I sidestepped the pool and continued around the room. The girl who lived here was a student, judging from the textbooks that were stacked on the small bookshelf above the computer table and the backpack tossed against the wall just inside the doorway. All of her belongings also had this look like they’d been purchased separately over time. The curtain and bedspread were a matching purple-and-green pattern, but the desk and desk drawer were a different green that didn’t quite match. The desk lamp was from a completely different style…genre, I guess. I’d seen the same thing when my brother Jack was in college; it happens when you move a lot.

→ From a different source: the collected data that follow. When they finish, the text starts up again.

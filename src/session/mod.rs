//! Stat editing sessions.
//!
//! An [`EditSession`] holds the last-saved snapshot of one player's
//! [`StatRecord`] plus the working copy being edited. It moves through
//! open → mutate → commit | reset, and is owned by whoever is editing.
//!
//! There is no version check on commit: two sessions editing the same
//! player overwrite each other and the last commit wins.

use thiserror::Error;
use tracing::{debug, info, warn};

use crate::calculate::{compute_average, parse_numeric_or_zero};
use crate::client::{ClientError, StatPersister};
use crate::models::{BattingCounter, BowlingCounter, Side, StatRecord};

/// A commit that didn't stick. The session keeps its edits either way, so
/// every variant can be retried by calling `commit` again.
#[derive(Debug, Error)]
pub enum SaveError {
    #[error("Save rejected: {message}")]
    Rejected { message: String },

    #[error("Save failed: {0}")]
    Transport(#[from] ClientError),
}

/// Caller-owned edit buffer for one player's stats.
#[derive(Debug, Clone)]
pub struct EditSession {
    saved: StatRecord,
    current: StatRecord,
}

impl EditSession {
    /// Start editing from the last persisted record.
    pub fn open(record: StatRecord) -> Self {
        Self {
            saved: record.clone(),
            current: record,
        }
    }

    pub fn username(&self) -> &str {
        &self.current.username
    }

    /// The working copy, including unsaved edits.
    pub fn current(&self) -> &StatRecord {
        &self.current
    }

    /// The last committed snapshot.
    pub fn saved(&self) -> &StatRecord {
        &self.saved
    }

    pub fn is_dirty(&self) -> bool {
        self.current != self.saved
    }

    /// Add one to the named counter.
    ///
    /// Bumping `matches` or `runs` also refreshes the batting average.
    /// Unknown names, or a name from the other side, change nothing.
    /// Returns whether the record changed.
    pub fn increment(&mut self, stat_name: &str, side: Side) -> bool {
        match side {
            Side::Batting => match BattingCounter::from_name(stat_name) {
                Some(counter) => {
                    self.increment_batting(counter);
                    true
                }
                None => {
                    debug!("Ignoring unknown batting stat {:?}", stat_name);
                    false
                }
            },
            Side::Bowling => match BowlingCounter::from_name(stat_name) {
                Some(counter) => {
                    self.increment_bowling(counter);
                    true
                }
                None => {
                    debug!("Ignoring unknown bowling stat {:?}", stat_name);
                    false
                }
            },
        }
    }

    pub fn increment_batting(&mut self, counter: BattingCounter) {
        let batting = &mut self.current.batting;
        let value = batting.counter_mut(counter);
        *value = value.saturating_add(1);

        if counter.affects_average() {
            batting.average = compute_average(batting.runs, batting.matches);
        }
    }

    pub fn increment_bowling(&mut self, counter: BowlingCounter) {
        let value = self.current.bowling.counter_mut(counter);
        *value = value.saturating_add(1);
    }

    /// Overwrite a hand-entered field.
    ///
    /// Batting accepts `strikeRate` and `bestBatting`, bowling accepts
    /// `economy` and `bestBowling`. Numeric input that doesn't parse is
    /// stored as 0. The average is left alone. Returns whether the field
    /// name was recognised.
    pub fn set_field(&mut self, field_name: &str, value: &str, side: Side) -> bool {
        match (side, field_name) {
            (Side::Batting, "strikeRate") => {
                self.current.batting.strike_rate = parse_numeric_or_zero(value);
            }
            (Side::Batting, "bestBatting") => {
                self.current.batting.best_batting = Some(value.to_string());
            }
            (Side::Bowling, "economy") => {
                self.current.bowling.economy = parse_numeric_or_zero(value);
            }
            (Side::Bowling, "bestBowling") => {
                self.current.bowling.best_bowling = Some(value.to_string());
            }
            _ => {
                debug!("Ignoring unknown {:?} field {:?}", side, field_name);
                return false;
            }
        }
        true
    }

    /// Drop pending edits and return the restored snapshot.
    pub fn reset(&mut self) -> &StatRecord {
        self.current = self.saved.clone();
        &self.current
    }

    /// Write the whole working copy through `persister`.
    ///
    /// On success the working copy becomes the new snapshot. On failure
    /// nothing is discarded, so the same session can retry.
    pub async fn commit<P>(&mut self, persister: &P) -> Result<&StatRecord, SaveError>
    where
        P: StatPersister + ?Sized,
    {
        let username = self.current.username.clone();

        let ack = match persister.save_stats(&username, &self.current).await {
            Ok(ack) => ack,
            Err(e) => {
                warn!("Saving stats for {} failed: {}", username, e);
                return Err(SaveError::Transport(e));
            }
        };

        if !ack.success {
            let message = ack
                .message
                .unwrap_or_else(|| "store reported failure".to_string());
            warn!("Store rejected stats for {}: {}", username, message);
            return Err(SaveError::Rejected { message });
        }

        info!("Saved stats for {}", username);
        self.saved = self.current.clone();
        Ok(&self.saved)
    }
}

I turned in a circle, and finally figured out what was bothering me. The entire room was fairly neat, especially by my own low standards, but the half with the desk and the bed was slightly tousled. Books were stacked haphazardly on the shelf instead of lined up, and the pillow and covers were thrown across the bed, like someone had shaken them out without smoothing them down. In a hurry. That could have just been Erin’s style, except that the opposite half of the room was pristine.

And the window…Erin’s window was standing open, and had no screen or bars. When I stepped closer I realized why—the whole apartment building was like a big hollow box, with a little courtyard in the middle, containing a few picnic tables and a small spa pool. This window faced inward, with a straight thirty-foot drop to the courtyard below. Cool air drifted into the room, and I shivered in my wool peacoat, which had seemed too warm only a few minutes ago.

“We found the window screen floating in the spa,” Jesse’s voice said behind me. Reading my mind. I pulled my head in and turned around.

“Did your guys find anything else?”

He gave me a little not much shrug. “There was some gray dirt on the floor. The roommate says they were both pretty careful about tracking mud in, so we’ll try to match it to a pair of her shoes to see if it’s related.”